## Exercise material:
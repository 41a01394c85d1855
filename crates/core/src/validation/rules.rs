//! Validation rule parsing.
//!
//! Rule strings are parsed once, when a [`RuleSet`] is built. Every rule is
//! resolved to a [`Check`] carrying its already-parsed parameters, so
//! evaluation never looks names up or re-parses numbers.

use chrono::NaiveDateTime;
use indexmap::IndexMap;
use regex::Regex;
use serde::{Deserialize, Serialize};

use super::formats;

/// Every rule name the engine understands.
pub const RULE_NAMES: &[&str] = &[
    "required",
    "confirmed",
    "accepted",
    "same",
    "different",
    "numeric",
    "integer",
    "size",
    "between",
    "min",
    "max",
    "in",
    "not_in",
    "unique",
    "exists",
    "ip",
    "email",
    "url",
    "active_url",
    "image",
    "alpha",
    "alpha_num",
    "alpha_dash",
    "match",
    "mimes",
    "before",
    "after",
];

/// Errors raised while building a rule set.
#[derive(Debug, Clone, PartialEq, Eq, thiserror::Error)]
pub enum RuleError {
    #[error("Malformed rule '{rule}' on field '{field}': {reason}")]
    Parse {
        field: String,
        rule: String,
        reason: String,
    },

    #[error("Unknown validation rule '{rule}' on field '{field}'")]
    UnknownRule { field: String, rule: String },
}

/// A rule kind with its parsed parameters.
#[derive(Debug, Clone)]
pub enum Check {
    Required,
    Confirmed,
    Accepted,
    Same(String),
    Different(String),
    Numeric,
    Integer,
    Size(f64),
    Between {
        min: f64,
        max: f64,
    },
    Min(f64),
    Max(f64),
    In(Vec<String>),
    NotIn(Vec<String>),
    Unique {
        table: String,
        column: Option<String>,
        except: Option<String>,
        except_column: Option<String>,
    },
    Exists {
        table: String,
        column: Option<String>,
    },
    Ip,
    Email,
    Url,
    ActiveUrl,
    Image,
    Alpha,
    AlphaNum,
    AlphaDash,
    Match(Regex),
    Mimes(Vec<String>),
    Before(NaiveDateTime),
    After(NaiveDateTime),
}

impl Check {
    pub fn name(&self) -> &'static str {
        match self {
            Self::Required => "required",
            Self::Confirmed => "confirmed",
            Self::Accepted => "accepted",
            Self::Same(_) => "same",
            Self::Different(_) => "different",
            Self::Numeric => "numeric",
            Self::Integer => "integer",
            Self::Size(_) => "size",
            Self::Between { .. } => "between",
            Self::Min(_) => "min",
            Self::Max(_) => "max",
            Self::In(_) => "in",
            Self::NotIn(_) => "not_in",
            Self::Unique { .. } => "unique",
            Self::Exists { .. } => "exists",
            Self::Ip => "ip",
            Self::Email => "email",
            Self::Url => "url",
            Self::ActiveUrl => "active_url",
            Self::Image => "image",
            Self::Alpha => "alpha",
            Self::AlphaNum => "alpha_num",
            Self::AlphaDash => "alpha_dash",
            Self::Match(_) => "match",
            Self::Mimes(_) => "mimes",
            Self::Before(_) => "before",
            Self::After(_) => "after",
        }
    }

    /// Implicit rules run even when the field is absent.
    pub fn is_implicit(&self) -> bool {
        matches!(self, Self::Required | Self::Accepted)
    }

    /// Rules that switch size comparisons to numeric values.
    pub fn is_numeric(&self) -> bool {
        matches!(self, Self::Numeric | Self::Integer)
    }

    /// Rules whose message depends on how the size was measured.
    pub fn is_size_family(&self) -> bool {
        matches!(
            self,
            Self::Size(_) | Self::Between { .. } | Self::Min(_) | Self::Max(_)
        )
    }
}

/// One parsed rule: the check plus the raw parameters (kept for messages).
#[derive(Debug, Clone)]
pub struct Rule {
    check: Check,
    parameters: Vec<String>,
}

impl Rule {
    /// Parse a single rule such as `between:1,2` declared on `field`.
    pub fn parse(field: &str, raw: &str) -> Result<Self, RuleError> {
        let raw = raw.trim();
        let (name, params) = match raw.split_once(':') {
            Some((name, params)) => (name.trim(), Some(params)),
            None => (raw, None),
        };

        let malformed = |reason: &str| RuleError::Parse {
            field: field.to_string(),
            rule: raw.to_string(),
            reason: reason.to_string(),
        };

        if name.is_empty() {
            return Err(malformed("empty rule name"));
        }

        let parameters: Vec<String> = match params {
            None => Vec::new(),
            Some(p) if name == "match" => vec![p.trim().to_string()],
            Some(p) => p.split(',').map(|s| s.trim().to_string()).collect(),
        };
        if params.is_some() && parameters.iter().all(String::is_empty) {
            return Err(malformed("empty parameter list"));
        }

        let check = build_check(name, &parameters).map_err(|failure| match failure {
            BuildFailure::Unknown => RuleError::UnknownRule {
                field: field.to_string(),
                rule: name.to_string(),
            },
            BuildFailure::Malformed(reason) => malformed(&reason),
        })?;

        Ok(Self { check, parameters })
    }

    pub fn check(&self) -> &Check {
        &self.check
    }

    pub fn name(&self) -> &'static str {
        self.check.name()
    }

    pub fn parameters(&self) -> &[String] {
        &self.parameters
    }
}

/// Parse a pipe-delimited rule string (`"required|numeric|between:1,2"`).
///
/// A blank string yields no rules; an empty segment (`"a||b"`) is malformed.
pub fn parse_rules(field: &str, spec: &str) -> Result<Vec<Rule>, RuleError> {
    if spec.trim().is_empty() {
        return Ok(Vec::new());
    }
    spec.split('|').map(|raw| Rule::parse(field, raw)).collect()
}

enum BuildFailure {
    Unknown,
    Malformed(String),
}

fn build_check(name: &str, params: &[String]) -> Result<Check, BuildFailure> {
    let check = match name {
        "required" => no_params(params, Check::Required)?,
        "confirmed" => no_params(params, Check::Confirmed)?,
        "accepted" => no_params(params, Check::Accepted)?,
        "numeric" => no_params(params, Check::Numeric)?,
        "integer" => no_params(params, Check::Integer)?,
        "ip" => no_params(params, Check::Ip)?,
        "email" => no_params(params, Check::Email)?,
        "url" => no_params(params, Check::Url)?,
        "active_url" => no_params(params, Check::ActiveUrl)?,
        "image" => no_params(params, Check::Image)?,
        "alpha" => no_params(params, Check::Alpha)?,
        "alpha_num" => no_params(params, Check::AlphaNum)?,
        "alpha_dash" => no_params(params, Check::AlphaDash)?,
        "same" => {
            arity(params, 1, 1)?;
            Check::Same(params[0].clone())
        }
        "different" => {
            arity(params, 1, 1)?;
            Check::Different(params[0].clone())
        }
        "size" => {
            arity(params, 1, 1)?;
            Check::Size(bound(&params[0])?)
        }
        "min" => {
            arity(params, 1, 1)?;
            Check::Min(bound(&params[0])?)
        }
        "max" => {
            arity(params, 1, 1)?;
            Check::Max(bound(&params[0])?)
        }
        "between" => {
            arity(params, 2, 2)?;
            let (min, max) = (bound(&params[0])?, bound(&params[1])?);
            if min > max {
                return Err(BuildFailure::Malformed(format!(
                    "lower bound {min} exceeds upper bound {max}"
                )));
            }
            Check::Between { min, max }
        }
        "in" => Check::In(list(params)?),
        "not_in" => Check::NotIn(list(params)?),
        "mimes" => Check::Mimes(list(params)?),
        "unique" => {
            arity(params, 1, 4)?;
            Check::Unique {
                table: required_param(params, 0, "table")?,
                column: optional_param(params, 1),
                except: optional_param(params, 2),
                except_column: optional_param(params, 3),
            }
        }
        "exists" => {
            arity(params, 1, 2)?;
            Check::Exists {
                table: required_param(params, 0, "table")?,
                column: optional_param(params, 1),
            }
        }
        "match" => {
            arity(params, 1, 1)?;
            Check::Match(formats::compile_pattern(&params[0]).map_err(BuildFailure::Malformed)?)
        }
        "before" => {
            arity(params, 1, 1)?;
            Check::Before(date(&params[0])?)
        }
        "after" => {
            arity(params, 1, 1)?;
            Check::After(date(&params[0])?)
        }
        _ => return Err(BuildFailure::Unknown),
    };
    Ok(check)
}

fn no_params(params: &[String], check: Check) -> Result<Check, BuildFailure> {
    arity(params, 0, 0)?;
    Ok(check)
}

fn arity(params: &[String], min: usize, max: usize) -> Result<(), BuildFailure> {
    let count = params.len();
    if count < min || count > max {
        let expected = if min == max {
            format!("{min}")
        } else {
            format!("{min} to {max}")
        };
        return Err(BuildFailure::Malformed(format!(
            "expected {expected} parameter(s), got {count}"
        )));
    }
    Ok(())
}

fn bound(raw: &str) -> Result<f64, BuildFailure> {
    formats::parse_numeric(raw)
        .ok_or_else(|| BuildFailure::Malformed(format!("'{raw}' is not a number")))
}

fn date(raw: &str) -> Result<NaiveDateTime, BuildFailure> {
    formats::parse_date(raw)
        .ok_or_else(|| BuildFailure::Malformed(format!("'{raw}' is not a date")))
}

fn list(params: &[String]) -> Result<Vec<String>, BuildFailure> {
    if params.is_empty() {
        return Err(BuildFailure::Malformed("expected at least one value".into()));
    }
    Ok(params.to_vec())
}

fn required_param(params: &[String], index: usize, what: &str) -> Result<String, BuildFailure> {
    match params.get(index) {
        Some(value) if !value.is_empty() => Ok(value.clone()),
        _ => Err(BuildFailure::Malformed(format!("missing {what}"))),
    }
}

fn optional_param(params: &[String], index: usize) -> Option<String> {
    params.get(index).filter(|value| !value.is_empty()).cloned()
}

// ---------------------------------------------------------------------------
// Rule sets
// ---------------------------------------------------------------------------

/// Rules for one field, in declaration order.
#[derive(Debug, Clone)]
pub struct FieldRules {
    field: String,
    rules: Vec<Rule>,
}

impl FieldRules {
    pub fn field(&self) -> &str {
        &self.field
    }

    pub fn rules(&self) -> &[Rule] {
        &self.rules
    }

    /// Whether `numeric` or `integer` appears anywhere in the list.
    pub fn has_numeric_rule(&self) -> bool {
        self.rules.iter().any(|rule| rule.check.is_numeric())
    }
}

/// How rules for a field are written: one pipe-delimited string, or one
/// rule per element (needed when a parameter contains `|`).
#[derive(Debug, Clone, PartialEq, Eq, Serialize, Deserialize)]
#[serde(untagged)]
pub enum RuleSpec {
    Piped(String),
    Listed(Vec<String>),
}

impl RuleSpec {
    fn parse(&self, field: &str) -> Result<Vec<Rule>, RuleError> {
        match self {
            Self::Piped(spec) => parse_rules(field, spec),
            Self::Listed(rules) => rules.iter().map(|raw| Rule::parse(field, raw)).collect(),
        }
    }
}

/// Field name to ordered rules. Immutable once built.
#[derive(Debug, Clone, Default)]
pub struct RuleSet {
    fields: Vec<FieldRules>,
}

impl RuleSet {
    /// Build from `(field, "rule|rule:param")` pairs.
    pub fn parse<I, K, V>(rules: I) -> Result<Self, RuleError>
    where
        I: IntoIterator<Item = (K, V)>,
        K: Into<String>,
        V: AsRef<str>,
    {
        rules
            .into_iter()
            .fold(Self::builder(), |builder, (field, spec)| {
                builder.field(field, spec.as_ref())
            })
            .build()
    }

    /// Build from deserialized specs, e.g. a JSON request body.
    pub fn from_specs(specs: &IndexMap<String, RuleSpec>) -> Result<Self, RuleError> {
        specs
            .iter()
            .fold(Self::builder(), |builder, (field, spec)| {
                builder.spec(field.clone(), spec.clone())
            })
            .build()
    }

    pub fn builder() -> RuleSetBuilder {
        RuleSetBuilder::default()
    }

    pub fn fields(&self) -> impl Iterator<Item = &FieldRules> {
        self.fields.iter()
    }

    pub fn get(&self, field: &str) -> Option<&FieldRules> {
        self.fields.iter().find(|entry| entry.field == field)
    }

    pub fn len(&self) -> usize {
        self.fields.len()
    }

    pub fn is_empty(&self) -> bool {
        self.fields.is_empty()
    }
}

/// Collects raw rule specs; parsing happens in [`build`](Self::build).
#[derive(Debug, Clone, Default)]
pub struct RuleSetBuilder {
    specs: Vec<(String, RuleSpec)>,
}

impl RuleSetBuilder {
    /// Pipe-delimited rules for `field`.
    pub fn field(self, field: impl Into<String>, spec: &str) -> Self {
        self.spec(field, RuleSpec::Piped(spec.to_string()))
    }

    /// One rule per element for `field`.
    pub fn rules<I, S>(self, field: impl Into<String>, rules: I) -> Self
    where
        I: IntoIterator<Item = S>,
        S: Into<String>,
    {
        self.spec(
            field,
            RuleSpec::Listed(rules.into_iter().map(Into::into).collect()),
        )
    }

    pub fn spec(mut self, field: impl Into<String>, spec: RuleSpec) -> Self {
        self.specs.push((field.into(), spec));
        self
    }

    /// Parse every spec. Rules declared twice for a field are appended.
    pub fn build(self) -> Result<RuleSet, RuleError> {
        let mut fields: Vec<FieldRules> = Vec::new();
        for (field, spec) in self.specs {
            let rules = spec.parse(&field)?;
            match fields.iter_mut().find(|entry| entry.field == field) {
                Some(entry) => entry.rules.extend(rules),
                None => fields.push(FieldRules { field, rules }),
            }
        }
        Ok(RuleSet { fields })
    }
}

## Action item:
Which lines in the data above hold the string "fields"? Show each one.

## Solution below:
    fields: Vec<FieldRules>,
    pub fn fields(&self) -> impl Iterator<Item = &FieldRules> {
        self.fields.iter()
        self.fields.iter().find(|entry| entry.field == field)
        self.fields.len()
        self.fields.is_empty()
        let mut fields: Vec<FieldRules> = Vec::new();
            match fields.iter_mut().find(|entry| entry.field == field) {
                None => fields.push(FieldRules { field, rules }),
        Ok(RuleSet { fields })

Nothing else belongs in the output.